Pork boiled is a popular dish because it is easy to eat and does not contain harmful substances like fried foods. However, to have a tender and delicious pork boiled dish, you should remember the following boiling formula:
How to choose good pork
When buying pork, never say “Give me 5 lạng loin” or “Give me 3 lạng bacon”, but observe carefully to choose clean pork according to the following method:
Never buy meat if it has the following signs:
– If the pork is injected with water, the meat will be pale, soft, fibrous, and release more water than normal meat. When seeing this sign, housewives should not buy it.
Do not buy pieces of meat with little fat, thin surprisingly, as this could be meat injected with fat-forming substances, which threatens health when consumed.
– Housewives should also avoid buying pieces of meat with deep red color, as it may be due to the pig being injected with sedative drugs, causing blood to accumulate in the cells with a darker color.
When buying, press the meat with your hand to create a dent. If the indentation disappears when you lift your hand, it indicates that this is good meat, ensuring quality.

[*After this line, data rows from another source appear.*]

impl NutritionPipeline {
    pub fn builder(config: AnalysisConfig) -> NutritionPipelineBuilder {
        NutritionPipelineBuilder {
            config,
            pdf: None,
            ocr: None,
            analyzer: None,
        }
    }

    pub fn config(&self) -> &AnalysisConfig {
        &self.config
    }

    /// Analyse raw PDF bytes.
    pub async fn analyze(&self, bytes: Vec<u8>) -> Result<ValidatedResult, NutritionError> {
        self.analyze_with_report(bytes).await.map(|r| r.result)
    }

    /// Analyse an upload, checking its declared MIME type too.
    pub async fn analyze_submission(&self, submission: Submission) -> Result<ValidatedResult, NutritionError> {
        self.analyze_submission_with_report(submission)
            .await
            .map(|r| r.result)
    }

    /// Analyse raw PDF bytes and keep the diagnostics.
    pub async fn analyze_with_report(&self, bytes: Vec<u8>) -> Result<AnalysisReport, NutritionError> {
        self.analyze_submission_with_report(Submission::new(bytes, None))
            .await
    }

    pub async fn analyze_submission_with_report(
        &self,
        submission: Submission,
    ) -> Result<AnalysisReport, NutritionError> {
        let start = Instant::now();
        let mut tracker = StateTracker::new(self.config.progress_callback.clone());
        let secs = self.config.request_timeout_secs;

        let outcome = match timeout(Duration::from_secs(secs), self.run(submission, &mut tracker)).await {
            Ok(result) => result,
            Err(_) => Err(NutritionError::Timeout { secs }),
        };

        let finished = outcome.and_then(|mut report| {
            tracker.advance(PipelineState::Done)?;
            report.diagnostics.duration_ms = start.elapsed().as_millis() as u64;
            Ok(report)
        });

        match finished {
            Ok(mut report) => {
                report.diagnostics.states = tracker.trace;
                info!(
                    duration_ms = report.diagnostics.duration_ms,
                    language = %report.result.metadata.language,
                    ocr_used = report.result.metadata.ocr_used,
                    vision_used = report.diagnostics.vision_used,
                    "Analysis complete"
                );
                Ok(report)
            }
            Err(e) => {
                tracker.fail(e.kind());
                warn!(kind = ?e.kind(), "Analysis failed: {}", e);
                Err(e)
            }
        }
    }

    async fn run(
        &self,
        submission: Submission,
        tracker: &mut StateTracker,
    ) -> Result<AnalysisReport, NutritionError> {
        let cb = self.config.progress_callback.as_ref();

        // ── Step 1: Validate input ───────────────────────────────────────
        input::validate_submission(&submission, self.config.max_upload_bytes)?;

        // ── Step 2: Open document ────────────────────────────────────────
        let mut doc = Document::load(submission.bytes, Arc::clone(&self.pdf)).await?;
        let page_count = doc.page_count();

        // ── Step 3: Extraction cascade ───────────────────────────────────
        let outcome = self.cascade.extract(&mut doc).await?;
        if let Some(cb) = cb {
            outcome.attempts.iter().for_each(|a| cb.on_stage_attempt(a));
        }
        tracker.advance(PipelineState::Extracted)?;

        // ── Step 4: Clean text ───────────────────────────────────────────
        let text = normalize::clean_text(&outcome.text);
        if text.is_empty() {
            return Err(NutritionError::ExtractionFailed {
                stages_tried: outcome
                    .attempts
                    .iter()
                    .map(|a| a.stage.name().to_string())
                    .collect(),
            });
        }
        let char_count = text.chars().count();
        tracker.advance(PipelineState::Cleaned)?;

        // ── Step 5: Detect language ──────────────────────────────────────
        let language = language::detect_language(&text);
        info!(language = %language, chars = char_count, "Text ready for analysis");
        tracker.advance(PipelineState::LanguageDetected)?;

        // ── Step 6: Text-path AI analysis ────────────────────────────────
        let excerpt_found =
            llm::locate_excerpt(&text, &self.config.vocabulary, self.config.excerpt_chars).is_some();
        let request = TextAnalysisRequest {
            text,
            language,
            page_count,
            ocr_used: outcome.provenance.ocr_used,
        };
        let mut raw = self.analyzer.analyze_text(&request).await?;
        tracker.advance(PipelineState::AiAnalyzed)?;

        // ── Step 7: Quality gate ─────────────────────────────────────────
        let escalation = self.gate.evaluate(&raw, &outcome.provenance);
        tracker.advance(PipelineState::QualityChecked)?;

        // ── Step 8: Visual re-analysis (optional) ────────────────────────
        let mut vision_used = false;
        let mut vision_error = None;
        if let Some(reason) = &escalation {
            info!(reason = %reason, "Escalating to visual analysis");
            if let Some(cb) = cb {
                cb.on_escalation(reason);
            }
            match self.visual_reanalysis(&mut doc).await {
                Ok(visual) => {
                    raw = visual;
                    vision_used = true;
                    tracker.advance(PipelineState::VisuallyReanalyzed)?;
                }
                Err(e) => {
                    warn!("Visual analysis failed, keeping text result: {}", e);
                    vision_error = Some(e.to_string());
                }
            }
        }
        drop(doc);

        // ── Step 9: Validate ─────────────────────────────────────────────
        let normalized = self.validator.validate(&raw);
        if !normalized.defaulted_fields.is_empty() {
            debug!(fields = ?normalized.defaulted_fields, "Fields defaulted during validation");
        }
        tracker.advance(PipelineState::Validated)?;

        let result = ValidatedResult {
            nutrition: normalized.nutrition,
            allergens: normalized.allergens,
            metadata: ResultMetadata {
                language: request.language,
                ocr_used: outcome.provenance.ocr_used,
                char_count,
            },
        };
        let diagnostics = Diagnostics {
            page_count,
            attempts: outcome.attempts,
            provenance: Some(outcome.provenance),
            excerpt_found,
            escalation,
            vision_used,
            vision_error,
            defaulted_fields: normalized.defaulted_fields,
            states: Vec::new(),
            duration_ms: 0,
        };

        Ok(AnalysisReport { result, diagnostics })
    }

    async fn visual_reanalysis(&self, doc: &mut Document) -> Result<crate::output::RawExtraction, NutritionError> {
        let pages = self
            .cascade
            .visual_pages(doc, self.config.max_vision_pages)
            .await
            .map_err(|e| NutritionError::Internal(format!("Page rendering for vision failed: {e}")))?;
        self.analyzer.analyze_images(&pages).await
    }
}

// ── Entry points ─────────────────────────────────────────────────────────

/// Analyse PDF bytes and return validated nutrition and allergen data.
///
/// This is the primary entry point for the library.
///
/// # Errors
/// Input errors (wrong type, too large, not a PDF, no pages) are reported
/// before any extraction work. Processing errors cover unreadable documents,
/// model failures and the request timeout.
pub async fn analyze(bytes: Vec<u8>, config: &AnalysisConfig) -> Result<ValidatedResult, NutritionError> {
    NutritionPipeline::builder(config.clone())
        .build()?
        .analyze(bytes)
        .await
}

/// Analyse an upload whose MIME type is known.
pub async fn analyze_submission(
    submission: Submission,
    config: &AnalysisConfig,
) -> Result<ValidatedResult, NutritionError> {
    NutritionPipeline::builder(config.clone())
        .build()?
        .analyze_submission(submission)
        .await
}

/// Analyse a local PDF file or an HTTP/HTTPS URL.
pub async fn analyze_file(
    input_str: impl AsRef<str>,
    config: &AnalysisConfig,
) -> Result<ValidatedResult, NutritionError> {
    let input_str = input_str.as_ref();
    info!("Starting analysis: {}", input_str);
    let submission =
        input::resolve_input(input_str, config.download_timeout_secs, config.max_upload_bytes).await?;
    analyze_submission(submission, config).await
}

/// Synchronous wrapper around [`analyze`].
///
/// Creates a Tokio runtime internally; do not call from an async context.
pub fn analyze_sync(bytes: Vec<u8>, config: &AnalysisConfig) -> Result<ValidatedResult, NutritionError> {
    tokio::runtime::Runtime::new()
        .map_err(|e| NutritionError::Internal(format!("Failed to create tokio runtime: {}", e)))?
        .block_on(analyze(bytes, config))
}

How to process the meat correctly
Pork contains a lot of protein, but when you soak pork in hot water, a large amount of protein will be lost. At the same time, when you put the meat in boiling water to blanch it, the meat will also denature and shrink, which allows the meat to absorb more chemicals and dirt, making the meat more toxic. The correct way to process raw meat is to quickly rinse it with clean water or rinse the meat with a little salt diluted in water.
The most accurate and effective way is to soak the meat in a dilute saltwater solution to remove dirt, and it will also make the dish more flavorful.
Alternatively, you can put the meat in cold water and cook it on the stove until it boils. During this process, if you see the boiling water foam, you should skim it off as it is the toxins in the meat being pushed out.
If you follow these steps seriously before cooking, you can be confident about the safety of pork.